18. Ka­pi­tel: All­ge­meine Ge­schäfts­be­din­gun­gen

E. Wie wer­den AGB aus­ge­legt (§ 305c Abs. 2 BGB) und an­ge­wandt?

Grund­sätz­lich sind AGB Teil des Ver­trages und wer­den nach den all­ge­mei­nen Re­geln der § 133 BGB, § 157 BGB aus­ge­legt. Es gel­ten da­bei aber zwei wich­tige Mo­di­fi­ka­tio­nen:

  • Ei­ner­seits sind AGB (ähn­lich wie Ge­set­ze) ge­rade nicht nur für einen Ein­zel­fall ge­stal­tet, son­dern sol­len eine Viel­zahl von Ver­trä­gen (§ 305 Abs. 1 S. 1 BGB) gleich aus­ge­stal­ten. Dann kann es aber nicht sein, dass für ihre Aus­le­gung auf den kon­kre­ten, be­son­ders schlauen oder be­son­ders dum­men Ver­tragspart­ner ab­ge­stellt wer­den muss. Viel­mehr sind sie ob­jek­tiv aus Sicht ei­nes (al­ler­dings nicht ju­ris­tisch ge­schul­ten) Durch­schnitts­kun­den und nicht aus der Sicht des kon­kre­ten Ver­tragspart­ners aus­zu­le­gen.
  • An­de­rer­seits ist der Ver­wen­der als ein­sei­ti­ger Ge­stal­ter der Ver­tragsbe­din­gun­gen nicht schutz­be­dürf­tig. Da­her sta­tu­iert § 305c Abs. 2 BGB eine be­son­dere "Un­klar­hei­ten­re­gel": Kann eine Klau­sel auf ver­schie­dene Ar­ten ver­stan­den wer­den, ist die­je­nige zu wäh­len, die den Ver­wen­der am we­nigs­ten be­güns­tigt bzw. am stärks­ten be­nach­tei­ligt - es ist also stets die kun­den­freund­lichste Aus­le­gung maß­geb­lich. Et­was an­de­res gilt aber im Rah­men der In­halts­kon­trolle nach § 309 BGB, § 308 BGB, § 307 BGB: Dort wird ge­prüft, ob auch die wei­test­ge­hende Aus­le­gung noch mit den dor­ti­gen Grund­sät­zen ver­ein­bar wä­re.
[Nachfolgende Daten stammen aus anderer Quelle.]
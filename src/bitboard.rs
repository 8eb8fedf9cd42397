//! This module contains functions related to bitboard operations and
//! lookup tables.
//! The vast majority of the algorithms in this file are from descriptions
//! and psuedocode from https://www.chessprogramming.org.
//! Note that 'for' loops are not allow in Rust const fn (yet).  Hence,
//! these functions will often use a simple 'loop' with breaks.
//! 
//! This uses the "Least Significant File Mapping" representation:
//! 56 57 58 59 60 61 62 63
//! 48 49 50 51 52 53 54 55
//! 40 41 42 43 44 45 46 47
//! 32 33 34 35 36 37 38 39
//! 24 25 26 27 28 29 30 31
//! 16 17 18 19 20 21 22 23
//!  8  9 10 11 12 13 14 15
//!  0  1  2  3  4  5  6  7

use crate::pieces;

// These values are used in the De Bruijn Multiplication algorithm to find the
// least signficiant 1 bit (LS1B) and most significant 1 bit (MS1B) of an integer.
const LSB_INDEX64_LOOKUP: [usize; 64] = [
    0,  1, 48,  2, 57, 49, 28,  3,
   61, 58, 50, 42, 38, 29, 17,  4,
   62, 55, 59, 36, 53, 51, 43, 22,
   45, 39, 33, 30, 24, 18, 12,  5,
   63, 47, 56, 27, 60, 41, 37, 16,
   54, 35, 52, 21, 44, 32, 23, 11,
   46, 26, 40, 15, 34, 20, 31, 10,
   25, 14, 19,  9, 13,  8,  7,  6
];
const MSB_INDEX64_LOOKUP: [usize; 64] = [
    0, 47,  1, 56, 48, 27,  2, 60,
   57, 49, 41, 37, 28, 16,  3, 61,
   54, 58, 35, 52, 50, 42, 21, 44,
   38, 32, 29, 23, 17, 11,  4, 62,
   46, 55, 26, 59, 40, 36, 15, 53,
   34, 51, 20, 43, 31, 22, 10, 45,
   25, 39, 14, 33, 19, 30,  9, 24,
   13, 18,  8, 12,  7,  6,  5, 63
];
const DEBRUIJN64: u64 = 0x03f79d71b4cb0a89;

// Bitboards for rook movement during castling.  These set 1 bits for the
// from and to position of the rooks before and after a castle.  So,
// each bitboard here has two "1 bits" set.
pub const BB_WKS_CASTLING_ROOKS_FROM_TO: u64 = 0x00000000000000a0;
pub const BB_WQS_CASTLING_ROOKS_FROM_TO: u64 = 0x0000000000000009;
pub const BB_BKS_CASTLING_ROOKS_FROM_TO: u64 = 0xa000000000000000;
pub const BB_BQS_CASTLING_ROOKS_FROM_TO: u64 = 0x0900000000000000;

// Bitboards related to lines, used for move computation
pub const BB_FILES: [u64; 8] = [
    0x0101010101010101, // A file
    0x0202020202020202, // B file
    0x0404040404040404, // C file
    0x0808080808080808, // D file
    0x1010101010101010, // E file
    0x2020202020202020, // F file
    0x4040404040404040, // G file
    0x8080808080808080  // H file
];
pub const BB_4RANK: u64 = 0x00000000FF000000;
pub const BB_5RANK: u64 = 0x000000FF00000000;
pub const BB_NOT_AFILE: u64 = 0xfefefefefefefefe;
pub const BB_NOT_HFILE: u64 = 0x7f7f7f7f7f7f7f7f;
pub const BB_MAIN_DIAGONAL: u64 = 0x8040201008040201;
const BB_MAIN_ANTIDIAGONAL: u64 = 0x0102040810204080;

// Bitboards related to castling.  These set the squares between
// the king and appropriate rook to 1.  We'll AND these squares
// with occupancy and then check for a 0 bitboard to determine
// if the line between the king and rook is clear
pub const BB_WKS_BETWEEN: u64 = 0x0000000000000060;
pub const BB_WQS_BETWEEN: u64 = 0x000000000000000e;
pub const BB_BKS_BETWEEN: u64 = 0x6000000000000000;
pub const BB_BQS_BETWEEN: u64 = 0x0e00000000000000;

// Bitboards related to castling, setting the ending positions
// of the king for various castling moves.
pub const BB_WKS_KING_END: u64 = to_bb(6);
pub const BB_WQS_KING_END: u64 = to_bb(2);
pub const BB_BKS_KING_END: u64 = to_bb(62);
pub const BB_BQS_KING_END: u64 = to_bb(58);

// Line masks for sliding piece computation.
// See https://www.chessprogramming.org/On_an_empty_Board
const fn compute_rank_masks() -> [u64; 64] {
    let mut masks = [0; 64];
    let mut square = 0;
    loop {
        masks[square] = 0xff_u64.wrapping_shl(square as u32 & 56);
        square += 1;
        if square >= 64 {
            break;
        }
    }
    masks
}
pub const BB_RANK_MASK: [u64; 64] = compute_rank_masks();
const fn compute_diagonal_masks() -> [u64; 64] {
    let mut masks = [0; 64];
    let mut square = 0;
    loop {
        let diag: i32 = 8 * (square & 7) - (square & 56);
        let nort = diag.wrapping_neg() & diag.wrapping_shr(31);
        let sout = diag & diag.wrapping_neg().wrapping_shr(31);
        masks[square as usize] = BB_MAIN_DIAGONAL.wrapping_shr(sout as u32).wrapping_shl(nort as u32);
        square += 1;
        if square >= 64 {
            break;
        }
    }
    masks
}
pub const BB_DIAGONAL_MASK: [u64; 64] = compute_diagonal_masks();
const fn compute_antidiagonal_masks() -> [u64; 64] {
    let mut masks = [0; 64];
    let mut square = 0;
    loop {
        let diag: i32 = 56 - 8 * (square & 7) - (square & 56);
        let nort = diag.wrapping_neg() & diag.wrapping_shr(31);
        let sout = diag & diag.wrapping_neg().wrapping_shr(31);
        masks[square as usize] = BB_MAIN_ANTIDIAGONAL.wrapping_shr(sout as u32).wrapping_shl(nort as u32);
        square += 1;
        if square >= 64 {
            break;
        }
    }
    masks
}
pub const BB_ANTIDIAGONAL_MASK: [u64; 64] = compute_antidiagonal_masks();

// First rank attack lookup table.  This is used by Kindergarten bitboards
// to compute sliding piece attacks.
const FULL_RAY: i32 = 0;
const WEST_RAY: i32 = 1;
const EAST_RAY: i32 = 2;
const fn compute_first_rank_west_attacks_for_square(square: u8, occ: u8) -> u8 {
    let square_bb = 1u8.wrapping_shl(square as u32);
    let mut west_attacks = square_bb - 1;
    let west_blockers = west_attacks & occ;
    if let Some(b) = bit_scan_reverse(west_blockers as u64) {
        let west_main_blocker = 1u8.wrapping_shl(b as u32);
        let west_passed_blocker = west_main_blocker - 1;
        west_attacks ^= west_passed_blocker;
    }
    west_attacks
}
const fn compute_first_rank_east_attacks_for_square(square: u8, occ: u8) -> u8 {
    let square_bb = 1u8.wrapping_shl(square as u32);
    let mut east_attacks = !square_bb & !(square_bb - 1);
    let east_blockers = east_attacks & occ;
    if let Some(b) = bit_scan_forward(east_blockers as u64) {
        let east_main_blocker = 1u8.wrapping_shl(b as u32);
        let east_passed_blocker = !east_main_blocker & !(east_main_blocker - 1);
        east_attacks ^= east_passed_blocker;
    }
    east_attacks
}
const fn compute_first_rank_attacks(ray: i32) -> [[u8; 256]; 8] {
    let mut attacks: [[u8; 256]; 8] = [[0; 256]; 8];
    let mut square: u8 = 0;
    let mut occ: u8 = 0;
    loop {
        loop {
            if ray == FULL_RAY {
                attacks[square as usize][occ as usize] = compute_first_rank_west_attacks_for_square(square, occ) ^ compute_first_rank_east_attacks_for_square(square, occ);
            } else if ray == WEST_RAY {
                attacks[square as usize][occ as usize] = compute_first_rank_west_attacks_for_square(square, occ);
            } else if ray == EAST_RAY {
                attacks[square as usize][occ as usize] = compute_first_rank_east_attacks_for_square(square, occ);
            }
            if occ >= 255 {
                break;
            }
            occ += 1;
        }
        occ = 0;
        square += 1;
        if square >= 8 {
            break;
        }
    }
    attacks
}
pub const BB_FIRST_RANK_ATTACKS: [[u8; 256]; 8] = compute_first_rank_attacks(FULL_RAY);

// For SEE capture scoring, it's easier for us to have "east" and "west"
// first rank attack rays.  So, store these seperately.
pub const BB_FIRST_RANK_WEST_ATTACKS: [[u8; 256]; 8] = compute_first_rank_attacks(WEST_RAY);
pub const BB_FIRST_RANK_EAST_ATTACKS: [[u8; 256]; 8] = compute_first_rank_attacks(EAST_RAY);

// Compute single step bitboard functions
pub const fn south_one(bb: u64) -> u64 {bb.wrapping_shr(8)}
pub const fn north_one(bb: u64) -> u64 {bb.wrapping_shl(8)}
const fn east_one(bb: u64) -> u64 {bb.wrapping_shl(1) & BB_NOT_AFILE}
const fn north_east_one(bb: u64) -> u64 {bb.wrapping_shl(9) & BB_NOT_AFILE}
const fn south_east_one(bb: u64) -> u64 {bb.wrapping_shr(7) & BB_NOT_AFILE}
const fn west_one(bb: u64) -> u64 {bb.wrapping_shr(1) & BB_NOT_HFILE}
const fn south_west_one(bb: u64) -> u64 {bb.wrapping_shr(9) & BB_NOT_HFILE}
const fn north_west_one(bb: u64) -> u64 {bb.wrapping_shl(7) & BB_NOT_HFILE}

// Compute pawn fill bitboards
const fn north_fill(mut bb: u64) -> u64 {
    bb |= bb.wrapping_shl(8);
    bb |= bb.wrapping_shl(16);
    bb |= bb.wrapping_shl(32);
    bb
}
const fn south_fill(mut bb: u64) -> u64 {
    bb |= bb.wrapping_shr(8);
    bb |= bb.wrapping_shr(16);
    bb |= bb.wrapping_shr(32);
    bb
}

// Bitboards representing pawn front spans, used for passed pawn detection
const fn compute_pawn_front_spans_color(color: usize) -> [u64; 64] {
    let mut pawn_front_spans: [u64; 64] = [0; 64];
    let mut square = 0;
    let mut bb_pawn = 1;
    loop {
        if color == pieces::COLOR_WHITE {
            pawn_front_spans[square as usize] = north_one(north_fill(bb_pawn)) | north_east_one(north_fill(bb_pawn)) | north_west_one(north_fill(bb_pawn));
        } else {
            pawn_front_spans[square as usize] = south_one(south_fill(bb_pawn)) | south_east_one(south_fill(bb_pawn)) | south_west_one(south_fill(bb_pawn));
        }
        bb_pawn = bb_pawn.wrapping_shl(1);
        square += 1;
        if square >= 64 {
            break;
        }
    }
    pawn_front_spans
}
const fn compute_pawn_front_spans() -> [[u64; 64]; 2] {
    let mut pawn_front_spans: [[u64; 64]; 2] = [[0; 64]; 2];
    pawn_front_spans[pieces::COLOR_WHITE] = compute_pawn_front_spans_color(pieces::COLOR_WHITE);
    pawn_front_spans[pieces::COLOR_BLACK] = compute_pawn_front_spans_color(pieces::COLOR_BLACK);
    pawn_front_spans
}
pub const BB_PAWN_FRONT_SPAN: [[u64; 64]; 2] = compute_pawn_front_spans();

// Bitboards representing attacks of pawns (per color), for fast lookup
const fn compute_pawn_attacks_color(color: usize) -> [u64; 64] {
    let mut pawn_attacks: [u64; 64] = [0; 64];
    let mut square = 0;
    let mut bb_pawn = 1;
    loop {
        if color == pieces::COLOR_WHITE {
            pawn_attacks[square as usize] = north_east_one(bb_pawn) | north_west_one(bb_pawn);
        } else {
            pawn_attacks[square as usize] = south_east_one(bb_pawn) | south_west_one(bb_pawn);
        }
        bb_pawn = bb_pawn.wrapping_shl(1);
        square += 1;
        if square >= 64 {
            break;
        }
    }
    pawn_attacks
}
const fn compute_pawn_attacks() -> [[u64; 64]; 2] {
    let mut pawn_attacks: [[u64; 64]; 2] = [[0; 64]; 2];
    pawn_attacks[pieces::COLOR_WHITE] = compute_pawn_attacks_color(pieces::COLOR_WHITE);
    pawn_attacks[pieces::COLOR_BLACK] = compute_pawn_attacks_color(pieces::COLOR_BLACK);
    pawn_attacks
}
pub const BB_PAWN_ATTACKS: [[u64; 64]; 2] = compute_pawn_attacks();

// Bitboards representing attacks of knights, for fast lookup
const fn compute_knight_attacks() -> [u64; 64] {
    let mut knight_attacks: [u64; 64] = [0; 64];
    let mut square = 0;
    let mut bb_knight = 1;
    loop {
        knight_attacks[square as usize] = {
            let mut east = east_one(bb_knight);
            let mut west = west_one(bb_knight);
            let mut attacks = (east | west).wrapping_shl(16);
            attacks |= (east | west).wrapping_shr(16);
            east = east_one(east);
            west = west_one(west);
            attacks |= (east | west).wrapping_shl(8);
            attacks |= (east | west).wrapping_shr(8);
            attacks
        };
        bb_knight = bb_knight.wrapping_shl(1);
        square += 1;
        if square >= 64 {
            break;
        }
    }
    knight_attacks
}
pub const BB_KNIGHT_ATTACKS: [u64; 64] = compute_knight_attacks();

// Bitboards representing attacks of kings, for fast lookup
const fn compute_king_attacks() -> [u64; 64] {
    let mut king_attacks: [u64; 64] = [0; 64];
    let mut square = 0;
    let mut bb_king = 1;
    loop {
        king_attacks[square as usize] = {
            let mut bb_king_temp = bb_king;
            let mut attacks = east_one(bb_king_temp) | west_one(bb_king_temp);
            bb_king_temp |= attacks;
            attacks |= north_one(bb_king_temp) | south_one(bb_king_temp);
            attacks
        };
        bb_king = bb_king.wrapping_shl(1);
        square += 1;
        if square >= 64 {
            break;
        }
    }
    king_attacks
}
pub const BB_KING_ATTACKS: [u64; 64] = compute_king_attacks();

// Create a bitboard with a single 1 in it, at the location of "square".
pub const fn to_bb(square: usize) -> u64 {
    1u64.wrapping_shl(square as u32)
}

// Return the number of 1's set in a bitboard.
pub fn pop_count(bb: u64) -> u8 {
    bb.count_ones() as u8
}

// Finds the least signficiant 1 bit (LS1B) of a bitboard
// using De Bruijn Multiplication.
pub const fn bit_scan_forward(bb: u64) -> Option<usize> {
    if bb != 0 {
        Some(LSB_INDEX64_LOOKUP[(bb & bb.wrapping_neg()).wrapping_mul(DEBRUIJN64).wrapping_shr(58) as usize])
    } else {
        None
    }
}

// Finds the most signficiant 1 bit (MS1B) of a bitboard
// using De Bruijn Multiplication.
const fn bit_scan_reverse(mut bb: u64) -> Option<usize> {
    if bb != 0 {
        bb |= bb.wrapping_shr(1);
        bb |= bb.wrapping_shr(2);
        bb |= bb.wrapping_shr(4);
        bb |= bb.wrapping_shr(8);
        bb |= bb.wrapping_shr(16);
        bb |= bb.wrapping_shr(32);
        Some(MSB_INDEX64_LOOKUP[bb.wrapping_mul(DEBRUIJN64).wrapping_shr(58) as usize])
    } else {
        None
    }
 }


// Given a bitboard, return a list of the locations of all 1's set.
// These typically represent "occupied" squares in a bitboard.
// Note the bitboard is copied here so we're not modifying the
// caller's passed-in bitboard.
pub fn occupied_squares(mut bb: u64) -> Vec<usize> {
    let mut occupied = Vec::new();
    while bb != 0 {
        // Find least signficiant 1 bit
        let lsb = match bit_scan_forward(bb) {
            Some(s) => s,
            None => panic!("Illegal bitboard"),
        };
        // Clear that bit
        bb &= bb-1; 
        occupied.push(lsb);
    }
    occupied
}

// For debugging
#[allow(dead_code)]
pub fn print(bb: u64) {
    let mut char_board = [['.'; 8]; 8];
    let mut index = 0;
    for i in (0..64).map (|n| (bb >> n) & 1) {
        let c = match std::char::from_digit(i as u32, 10) {
            Some(s) => s,
            None => panic!("Error in bitboard representation"),
        };
        if c == '1' {
            char_board[(7 - index / 8) as usize][(index % 8) as usize] = '1';
        }
        index += 1;
    }
    for cs in char_board {
        let str: String = cs.iter().collect();
        println!("   {}", str);
    }
}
Es ist also die "kun­den­feind­lichs­te" Aus­le­gung zu wäh­len.
Mer­ken Sie sich: Der Maß­stab ist also zwi­schen Wirk­sam­keits­kon­trolle und An­wen­dung un­ter­schied­lich! Dies er­klärt sich mit dem Zweck der AGB-Kon­trol­le, den Kun­den be­son­ders zu schüt­zen. Für die­sen ist es am bes­ten, wenn die Klau­sel un­wirk­sam ist, denn dann grei­fen die all­ge­mei­nen, dis­po­si­ti­ven Ge­set­zes­re­ge­lun­gen, vgl. § 306 Abs. 2 BGB. Da­her gilt im Rah­men der In­halts­kon­trolle die "kun­den­feind­lichs­te" Aus­le­gung. Ist so­dann fest­ge­stellt, dass die Klau­sel (trotz­dem) wirk­sam ist, so wird sie nun be­son­ders kun­den­freund­lich aus­ge­legt, um die In­ter­es­sen des Kun­den an­ge­mes­sen zu schüt­zen.